Remote Senior Embedded Engineer Jobs
A Senior Embedded Engineer develops firmware, real-time operating system software, and low-level hardware interfaces for constrained computing environments — bringing software engineering discipline to devices where memory is measured in kilobytes, power budgets in milliwatts, and failure modes carry real-world consequences. Remote Senior Embedded Engineers are increasingly common as hardware product companies separate firmware development from physical hardware validation, enabling distributed software contributions to hardware-adjacent product teams.
What a remote Senior Embedded Engineer does
Day-to-day, a remote Senior Embedded Engineer implements and optimises firmware for microcontrollers and embedded processors, designs hardware abstraction layers and device drivers, reviews code for resource efficiency and reliability, debugs complex embedded system failures (often with logic analysers and oscilloscopes), and contributes to system architecture decisions that span hardware-software boundaries. They work closely with hardware engineers, QA, and product teams to define software requirements from hardware constraints.
Core skills and qualifications
Five or more years of embedded C or C++ experience — with demonstrated ownership of firmware shipped in production devices — is the typical baseline. Deep understanding of microcontroller architectures (ARM Cortex-M is most common), RTOS concepts (FreeRTOS, Zephyr, or bare-metal scheduling), peripheral interfaces (UART, SPI, I2C, CAN), and power management is expected. Experience with hardware debugging tools (JTAG, SWD, oscilloscopes) and the ability to read schematics and datasheets are essential.
Remote work dynamics for this role
Remote Senior Embedded Engineers require hardware access for some validation work — companies typically provision hardware development kits, evaluation boards, or test rigs for remote embedded engineers. Firmware development is otherwise highly compatible with remote work: code review, architecture design, simulation, and RTOS integration can all be done without physical proximity to the target hardware.
Tools and platforms
C and C++ as primary languages; ARM GCC toolchain; SEGGER J-Link or OpenOCD for debugging; FreeRTOS, Zephyr, or bare-metal RTOS environments; STM32, nRF52, or ESP32 as common target platforms; CMake or Meson for build systems; Clang-tidy and cppcheck for static analysis; Git for version control; QEMU for hardware emulation where applicable.
Compensation benchmarks
Remote Senior Embedded Engineers typically earn between $145,000 and $205,000 in base salary. At IoT, medical device, automotive, and industrial control companies where firmware quality directly determines product reliability and safety, total compensation including equity can exceed $250,000. Embedded expertise is scarcer than web or mobile engineering talent, supporting a persistent compensation premium.
Career trajectory
Senior Embedded Engineers typically progress toward Principal Embedded Engineer, Embedded Systems Architect, or Engineering Manager for firmware teams. Some transition into hardware engineering or systems engineering leadership; others specialise into specific domains (automotive (ISO 26262), medical (IEC 62304), or industrial (IEC 61508)).
Industry demand
Remote Senior Embedded Engineers are in demand at IoT device companies, consumer electronics firms, medical device manufacturers, industrial automation companies, and the emerging category of AI edge computing hardware businesses. Remote hiring has expanded significantly as firmware development has decoupled from hardware-in-the-loop testing requirements.
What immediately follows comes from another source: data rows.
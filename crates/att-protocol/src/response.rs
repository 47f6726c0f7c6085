//! Instrument response parsing
//!
//! Every command yields exactly one response line. Numeric responses are
//! parsed as floats; the allowed-value table is kept as the instrument
//! formatted it, token for token.

use crate::error::ProtocolError;

/// Parse a single-line numeric response into an attenuation reading in dB
pub fn parse_reading(line: &str) -> Result<f64, ProtocolError> {
    let text = line.trim();
    if text.is_empty() {
        return Err(ProtocolError::EmptyResponse);
    }
    text.parse::<f64>()
        .map_err(|_| ProtocolError::MalformedReading(text.to_string()))
}

/// Split an allowed-value table response into its tokens
///
/// Tokens are NOT trimmed or numerically normalized: the table is the
/// validation source for `set`, and membership is an exact string
/// comparison against what the instrument reported.
pub fn parse_value_table(line: &str) -> Vec<String> {
    line.split(',').map(str::to_string).collect()
}
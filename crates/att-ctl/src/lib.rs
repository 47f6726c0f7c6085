//! Attenuator Control Library
//!
//! This crate provides the control stack for mechanical RF attenuator units:
//!
//! - **AttSession**: one exclusive, blocking serial channel to one unit,
//!   issuing line-terminated commands and reading single-line responses
//! - **AttRegistry**: maps stable logical names (`att0`, `att1`, ...) to
//!   sessions in discovery order and caches each unit's allowed-value table
//! - **AttControl**: the public get/set/step operations, which validate
//!   inputs against the registry and never propagate errors to the caller
//!
//! # Example
//!
//! ```rust,no_run
//! use att_ctl::{AttControl, AttRegistry, SessionConfig};
//!
//! let config = SessionConfig::default();
//! let registry = AttRegistry::open(&["/dev/ttyACM0".to_string()], &config).unwrap();
//! let mut ctl = AttControl::new(registry);
//!
//! println!("{}", ctl.set_value("att0", "5"));
//! ```

pub mod control;
pub mod error;
pub mod registry;
pub mod session;

pub use control::{AttControl, OpOutcome};
pub use error::{DiscoveryError, RegistryError, SessionError};
pub use registry::AttRegistry;
pub use session::{AttSession, SessionConfig};
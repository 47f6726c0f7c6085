//! Error types for attenuator protocol parsing

use thiserror::Error;

/// Errors that can occur while interpreting instrument responses
#[derive(Debug, Error, Clone, PartialEq)]
pub enum ProtocolError {
    /// Response line did not parse as a number where one was expected
    #[error("malformed numeric response: {0:?}")]
    MalformedReading(String),

    /// Instrument returned an empty line where a number was expected
    #[error("empty response")]
    EmptyResponse,

    /// Response kept growing without a line terminator
    #[error("response exceeded {limit} bytes without a terminator")]
    OversizeResponse {
        /// Accumulation limit that was hit
        limit: usize,
    },
}
//! Attenuator Control CLI
//!
//! Command-line front end for mechanical RF attenuator units attached via
//! USB-ACM serial. Discovers units on startup, addresses them by logical
//! name (`att0`, `att1`, ...) and prints one outcome triple per operation.

use std::thread;
use std::time::Duration;

use anyhow::{bail, Context, Result};
use clap::{Parser, Subcommand, ValueEnum};
use tracing_subscriber::{layer::SubscriberExt, util::SubscriberInitExt};

use att_ctl::{AttControl, AttRegistry, SessionConfig};
use att_detect::{PortScanner, ScannerConfig};

/// Pause between attempts of the `test` sweep
const SWEEP_PAUSE: Duration = Duration::from_secs(1);

#[derive(Parser)]
#[command(name = "rfatt")]
#[command(about = "Control mechanical RF attenuator units over USB-ACM serial", version)]
struct Cli {
    /// Response timeout per command, in milliseconds
    #[arg(long, global = true, default_value_t = 1000)]
    timeout_ms: u64,

    /// Line terminator on the serial channel
    #[arg(long, global = true, value_enum, default_value = "crlf")]
    terminator: Terminator,

    /// Substring marking target devices among enumerated port names
    #[arg(long, global = true, default_value = "ACM")]
    pattern: String,

    #[command(subcommand)]
    command: Command,
}

#[derive(Debug, Clone, Copy, ValueEnum)]
enum Terminator {
    /// Carriage return + line feed
    Crlf,
    /// Line feed only
    Lf,
}

impl Terminator {
    fn bytes(self) -> Vec<u8> {
        match self {
            Terminator::Crlf => b"\r\n".to_vec(),
            Terminator::Lf => b"\n".to_vec(),
        }
    }
}

#[derive(Subcommand)]
enum Command {
    /// List every serial port visible to the system
    Scan,
    /// Print logical instrument names
    Names,
    /// Query the current attenuation of one instrument
    #[command(visible_alias = "get_val")]
    Get {
        /// Logical instrument name
        name: String,
    },
    /// Print the allowed attenuation values per instrument
    Allow,
    /// Set the attenuation of one instrument
    Set {
        /// Logical instrument name
        name: String,
        /// Attenuation value, exactly as listed by `allow`
        value: String,
    },
    /// Step the attenuation up one table entry
    Up {
        /// Logical instrument name
        name: String,
    },
    /// Step the attenuation down one table entry
    Down {
        /// Logical instrument name
        name: String,
    },
    /// Sweep through every allowed value of one instrument
    Test {
        /// Logical instrument name
        name: String,
    },
}

fn main() -> Result<()> {
    tracing_subscriber::registry()
        .with(
            tracing_subscriber::EnvFilter::try_from_default_env()
                .unwrap_or_else(|_| "rfatt=info,att_ctl=info,att_detect=info".into()),
        )
        .with(tracing_subscriber::fmt::layer())
        .init();

    let Cli {
        timeout_ms,
        terminator,
        pattern,
        command,
    } = Cli::parse();
    tracing::info!("Starting rfatt");

    let scanner = PortScanner::with_config(ScannerConfig {
        match_pattern: pattern.clone(),
    });

    if matches!(command, Command::Scan) {
        return scan(&scanner);
    }

    let config = SessionConfig {
        timeout: Duration::from_millis(timeout_ms),
        terminator: terminator.bytes(),
        ..Default::default()
    };
    run(command, &config, &pattern, &scanner)
}

/// Discover the attached units and dispatch one control operation
fn run(
    command: Command,
    config: &SessionConfig,
    pattern: &str,
    scanner: &PortScanner,
) -> Result<()> {
    let ports = scanner
        .matching_ports()
        .context("serial port enumeration failed")?;
    let addresses: Vec<String> = ports.into_iter().map(|p| p.port).collect();
    if addresses.is_empty() {
        bail!("no {pattern} resources found, please check your devices connection");
    }

    let registry =
        AttRegistry::open(&addresses, config).context("attenuator discovery failed")?;
    let mut ctl = AttControl::new(registry);

    match command {
        Command::Scan => {}
        Command::Names => {
            for name in ctl.names() {
                println!("{name}");
            }
        }
        Command::Get { name } => println!("{}", ctl.get_value(&name)),
        Command::Allow => {
            for (name, values) in ctl.allowed_values() {
                println!("{name}: {}", values.join(","));
            }
        }
        Command::Set { name, value } => println!("{}", ctl.set_value(&name, &value)),
        Command::Up { name } => println!("{}", ctl.step_up(&name)),
        Command::Down { name } => println!("{}", ctl.step_down(&name)),
        Command::Test { name } => sweep(&mut ctl, &name)?,
    }

    ctl.shutdown();
    Ok(())
}

/// Print every enumerated serial port with its USB metadata
fn scan(scanner: &PortScanner) -> Result<()> {
    let ports = scanner
        .enumerate_ports()
        .context("serial port enumeration failed")?;

    if ports.is_empty() {
        println!("no serial ports found");
        return Ok(());
    }

    for port in ports {
        let product = port.product.as_deref().unwrap_or("-");
        match (port.vid, port.pid) {
            (Some(vid), Some(pid)) => {
                println!("{}  {:04x}:{:04x}  {}", port.port, vid, pid, product)
            }
            _ => println!("{}  -  {}", port.port, product),
        }
    }
    Ok(())
}

/// Try every allowed value of one instrument, pausing between attempts
///
/// Manual diagnostic: exercises the full mechanical range and prints one
/// outcome triple per value.
fn sweep<T: std::io::Read + std::io::Write>(ctl: &mut AttControl<T>, name: &str) -> Result<()> {
    let values = match ctl.allowed_values().get(name) {
        Some(v) => v.clone(),
        None => bail!("unknown instrument name: {name}"),
    };

    for (i, value) in values.iter().enumerate() {
        println!("{}", ctl.set_value(name, value));
        if i + 1 < values.len() {
            thread::sleep(SWEEP_PAUSE);
        }
    }
    Ok(())
}
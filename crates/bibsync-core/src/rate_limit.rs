//! Per-source rate limiting and the shared HTTP request helper.
//!
//! Every outbound request waits for its source's governor permit. A 429 slows
//! the governor down, honors `Retry-After` once, and then gives up. Timeouts,
//! connection failures and 5xx responses are retried with exponential backoff.

use std::collections::HashMap;
use std::num::NonZeroU32;
use std::sync::Arc;
use std::sync::atomic::{AtomicU32, Ordering};
use std::time::{Duration, Instant};

use arc_swap::ArcSwap;
use governor::clock::DefaultClock;
use governor::state::{InMemoryState, NotKeyed};
use governor::{Quota, RateLimiter};

use crate::db::{CROSSREF, DBLP, GOOGLE_SCHOLAR, SEMANTIC_SCHOLAR, SourceError};

type DirectLimiter = RateLimiter<NotKeyed, InMemoryState, DefaultClock>;

/// Wait used when a 429 carries no usable `Retry-After`.
const DEFAULT_RETRY_AFTER: Duration = Duration::from_secs(2);

/// First backoff step for transient failures; doubles per attempt.
const BASE_BACKOFF: Duration = Duration::from_millis(100);

fn quota_for(period: Duration) -> Quota {
    Quota::with_period(period).unwrap_or_else(|| Quota::per_second(NonZeroU32::MIN))
}

/// Rate limiter that slows down on 429 and recovers after a quiet minute.
pub struct AdaptiveLimiter {
    limiter: ArcSwap<DirectLimiter>,
    base_period: Duration,
    /// 1 = normal, 2 = half rate, ... capped at 16.
    current_factor: AtomicU32,
    last_429: std::sync::Mutex<Option<Instant>>,
}

impl AdaptiveLimiter {
    pub fn new(period: Duration) -> Self {
        let limiter = Arc::new(DirectLimiter::direct(quota_for(period)));
        Self {
            limiter: ArcSwap::from(limiter),
            base_period: period,
            current_factor: AtomicU32::new(1),
            last_429: std::sync::Mutex::new(None),
        }
    }

    pub fn per_second(n: u32) -> Self {
        let ms = 1000 / n.max(1) as u64;
        Self::new(Duration::from_millis(ms))
    }

    pub fn base_period(&self) -> Duration {
        self.base_period
    }

    pub fn slowdown_factor(&self) -> u32 {
        self.current_factor.load(Ordering::SeqCst)
    }

    /// Wait until the governor admits one more request.
    pub async fn acquire(&self) {
        self.try_decay();
        let limiter = self.limiter.load();
        limiter.until_ready().await;
    }

    /// Double the slowdown factor and swap in a slower governor.
    pub fn on_rate_limited(&self) {
        if let Ok(mut last) = self.last_429.lock() {
            *last = Some(Instant::now());
        }

        let _ = self
            .current_factor
            .fetch_update(Ordering::SeqCst, Ordering::SeqCst, |f| {
                Some((f * 2).min(16))
            });

        let factor = self.current_factor.load(Ordering::SeqCst);
        if let Some(scaled) = self.base_period.checked_mul(factor) {
            self.limiter
                .store(Arc::new(DirectLimiter::direct(quota_for(scaled))));
        }
    }

    fn try_decay(&self) {
        let should_restore = self
            .last_429
            .lock()
            .ok()
            .and_then(|last| last.map(|t| t.elapsed().as_secs() >= 60))
            .unwrap_or(false);

        if should_restore && self.current_factor.load(Ordering::SeqCst) > 1 {
            self.current_factor.store(1, Ordering::SeqCst);
            self.limiter
                .store(Arc::new(DirectLimiter::direct(quota_for(self.base_period))));
        }
    }
}

/// One limiter per publication source, keyed by source name.
pub struct RateLimiters {
    limiters: HashMap<&'static str, Arc<AdaptiveLimiter>>,
}

impl Default for RateLimiters {
    fn default() -> Self {
        Self::new(false, false)
    }
}

impl RateLimiters {
    pub fn new(has_crossref_mailto: bool, has_s2_api_key: bool) -> Self {
        let mut limiters = HashMap::new();

        // Crossref polite pool allows more with a contact address.
        let crossref_rate = if has_crossref_mailto { 3 } else { 1 };
        limiters.insert(CROSSREF, Arc::new(AdaptiveLimiter::per_second(crossref_rate)));

        // Keyless Semantic Scholar is roughly 100 requests per 5 minutes.
        let s2 = if has_s2_api_key {
            AdaptiveLimiter::per_second(1)
        } else {
            AdaptiveLimiter::new(Duration::from_secs(3))
        };
        limiters.insert(SEMANTIC_SCHOLAR, Arc::new(s2));

        limiters.insert(GOOGLE_SCHOLAR, Arc::new(AdaptiveLimiter::per_second(1)));
        limiters.insert(DBLP, Arc::new(AdaptiveLimiter::per_second(1)));

        Self { limiters }
    }

    pub fn get(&self, source: &str) -> Option<Arc<AdaptiveLimiter>> {
        self.limiters.get(source).cloned()
    }
}

/// Parse a Retry-After header value (seconds or HTTP-date).
pub fn parse_retry_after(value: &str) -> Option<Duration> {
    if let Ok(secs) = value.trim().parse::<u64>() {
        return Some(Duration::from_secs(secs));
    }
    // HTTP-date: not worth a date parser, assume a conservative wait.
    if value.contains(',') || value.contains("GMT") {
        return Some(Duration::from_secs(5));
    }
    None
}

/// Map a response status to `Ok` or the matching [`SourceError`].
pub fn check_status(resp: &reqwest::Response) -> Result<(), SourceError> {
    let status = resp.status();
    if status.as_u16() == 429 {
        let retry_after = resp
            .headers()
            .get("retry-after")
            .and_then(|v| v.to_str().ok())
            .and_then(parse_retry_after);
        return Err(SourceError::RateLimited { retry_after });
    }
    if !status.is_success() {
        return Err(SourceError::Status(status.as_u16()));
    }
    Ok(())
}

/// Backoff before retry number `attempt` (1-based): 100ms, 200ms, 400ms, ...
pub fn backoff_delay(attempt: u32) -> Duration {
    BASE_BACKOFF.saturating_mul(1u32 << attempt.saturating_sub(1).min(16))
}

/// Everything a source needs to issue HTTP requests.
#[derive(Clone)]
pub struct FetchContext {
    pub client: reqwest::Client,
    pub timeout: Duration,
    pub max_retries: u32,
    pub limiter: Option<Arc<AdaptiveLimiter>>,
}

impl FetchContext {
    pub fn new(client: reqwest::Client, timeout: Duration, max_retries: u32) -> Self {
        Self {
            client,
            timeout,
            max_retries,
            limiter: None,
        }
    }

    pub fn with_limiter(mut self, limiter: Option<Arc<AdaptiveLimiter>>) -> Self {
        self.limiter = limiter;
        self
    }

    async fn acquire(&self) {
        if let Some(lim) = &self.limiter {
            lim.acquire().await;
        }
    }

    /// Send a request with rate limiting and retries.
    ///
    /// Returns the response only for 2xx statuses.
    pub async fn send(
        &self,
        request: reqwest::RequestBuilder,
    ) -> Result<reqwest::Response, SourceError> {
        let mut attempt = 0u32;
        let mut rate_limited = false;

        loop {
            let req = request
                .try_clone()
                .ok_or_else(|| SourceError::Request("request cannot be retried".into()))?;
            self.acquire().await;

            let err = match req.timeout(self.timeout).send().await {
                Ok(resp) => match check_status(&resp) {
                    Ok(()) => return Ok(resp),
                    Err(e) => e,
                },
                Err(e) if e.is_timeout() || e.is_connect() => SourceError::Request(e.to_string()),
                Err(e) => return Err(SourceError::Request(e.to_string())),
            };

            match err {
                SourceError::RateLimited { retry_after } => {
                    if let Some(lim) = &self.limiter {
                        lim.on_rate_limited();
                    }
                    if rate_limited {
                        return Err(SourceError::RateLimited { retry_after });
                    }
                    rate_limited = true;
                    let wait = retry_after.unwrap_or(DEFAULT_RETRY_AFTER).min(self.timeout);
                    tracing::info!(
                        wait_secs = wait.as_secs_f64(),
                        "429 rate limited, waiting then retrying"
                    );
                    tokio::time::sleep(wait).await;
                }
                SourceError::Status(code) if code < 500 => {
                    return Err(SourceError::Status(code));
                }
                other => {
                    if attempt >= self.max_retries {
                        return Err(other);
                    }
                    attempt += 1;
                    let delay = backoff_delay(attempt);
                    tracing::debug!(attempt, error = %other, "transient failure, backing off");
                    tokio::time::sleep(delay).await;
                }
            }
        }
    }

    pub async fn get_json(
        &self,
        request: reqwest::RequestBuilder,
    ) -> Result<serde_json::Value, SourceError> {
        let resp = self.send(request).await?;
        resp.json()
            .await
            .map_err(|e| SourceError::Parse(e.to_string()))
    }

    pub async fn get_text(&self, request: reqwest::RequestBuilder) -> Result<String, SourceError> {
        let resp = self.send(request).await?;
        resp.text()
            .await
            .map_err(|e| SourceError::Request(e.to_string()))
    }
}

#[cfg(test)]
mod tests {
    use super::*;

    #[test]
    fn parse_integer_seconds() {
        assert_eq!(parse_retry_after("5"), Some(Duration::from_secs(5)));
        assert_eq!(parse_retry_after(" 0 "), Some(Duration::from_secs(0)));
    }

    #[test]
    fn parse_http_date_falls_back() {
        let val = "Wed, 21 Oct 2015 07:28:00 GMT";
        assert_eq!(parse_retry_after(val), Some(Duration::from_secs(5)));
    }

    #[test]
    fn parse_garbage_none() {
        assert_eq!(parse_retry_after("soon"), None);
    }

    #[test]
    fn status_ok_on_200() {
        let resp = reqwest::Response::from(http::Response::builder().status(200).body("").unwrap());
        assert!(check_status(&resp).is_ok());
    }

    #[test]
    fn status_429_carries_retry_after() {
        let http_resp = http::Response::builder()
            .status(429)
            .header("retry-after", "10")
            .body("")
            .unwrap();
        let resp = reqwest::Response::from(http_resp);
        match check_status(&resp) {
            Err(SourceError::RateLimited { retry_after }) => {
                assert_eq!(retry_after, Some(Duration::from_secs(10)));
            }
            other => panic!("expected RateLimited, got {other:?}"),
        }
    }

    #[test]
    fn status_other_errors() {
        let resp = reqwest::Response::from(http::Response::builder().status(503).body("").unwrap());
        assert!(matches!(check_status(&resp), Err(SourceError::Status(503))));
    }

    #[test]
    fn backoff_doubles() {
        assert_eq!(backoff_delay(1), Duration::from_millis(100));
        assert_eq!(backoff_delay(2), Duration::from_millis(200));
        assert_eq!(backoff_delay(4), Duration::from_millis(800));
    }

    #[test]
    fn limiter_doubles_and_caps() {
        let limiter = AdaptiveLimiter::per_second(10);
        assert_eq!(limiter.slowdown_factor(), 1);
        limiter.on_rate_limited();
        assert_eq!(limiter.slowdown_factor(), 2);
        for _ in 0..10 {
            limiter.on_rate_limited();
        }
        assert_eq!(limiter.slowdown_factor(), 16);
    }

    #[tokio::test]
    async fn decay_restores_after_quiet_minute() {
        let limiter = AdaptiveLimiter::per_second(10);
        limiter.on_rate_limited();
        limiter.on_rate_limited();
        {
            let mut last = limiter.last_429.lock().unwrap();
            *last = Some(Instant::now() - Duration::from_secs(61));
        }
        limiter.acquire().await;
        assert_eq!(limiter.slowdown_factor(), 1);
    }

    #[test]
    fn registry_covers_every_source() {
        let limiters = RateLimiters::default();
        for name in [CROSSREF, SEMANTIC_SCHOLAR, GOOGLE_SCHOLAR, DBLP] {
            assert!(limiters.get(name).is_some(), "missing limiter for {name}");
        }
        assert!(limiters.get("Nowhere").is_none());
    }

    #[test]
    fn keys_speed_up_limits() {
        let slow = RateLimiters::new(false, false);
        let fast = RateLimiters::new(true, true);
        assert!(
            fast.get(CROSSREF).unwrap().base_period() < slow.get(CROSSREF).unwrap().base_period()
        );
        assert!(
            fast.get(SEMANTIC_SCHOLAR).unwrap().base_period()
                < slow.get(SEMANTIC_SCHOLAR).unwrap().base_period()
        );
    }
}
Frequently asked questions
Can embedded engineering truly be done remotely? Largely yes — firmware development, code review, architecture design, and simulation-based testing are all remote-compatible. The exception is bring-up work and hardware-in-the-loop testing that requires physical access to prototype hardware. Companies address this by shipping hardware to engineers or maintaining shared lab access for critical validation phases.
Is Rust replacing C in embedded systems? Rust for embedded (particularly via the Rust Embedded Working Group and frameworks like Embassy) is gaining traction, especially in new IoT and infrastructure projects. C remains dominant for legacy systems and safety-certified domains. Senior Embedded Engineers who understand both C and Rust embedded development are increasingly differentiated.
What safety standards should Senior Embedded Engineers know? Domain-specific: ISO 26262 for automotive, IEC 62304 for medical devices, IEC 61508 for industrial systems, DO-178C for aerospace. Even in non-certified environments, familiarity with functional safety concepts — deterministic execution, fault handling, watchdog supervision — is expected at senior level.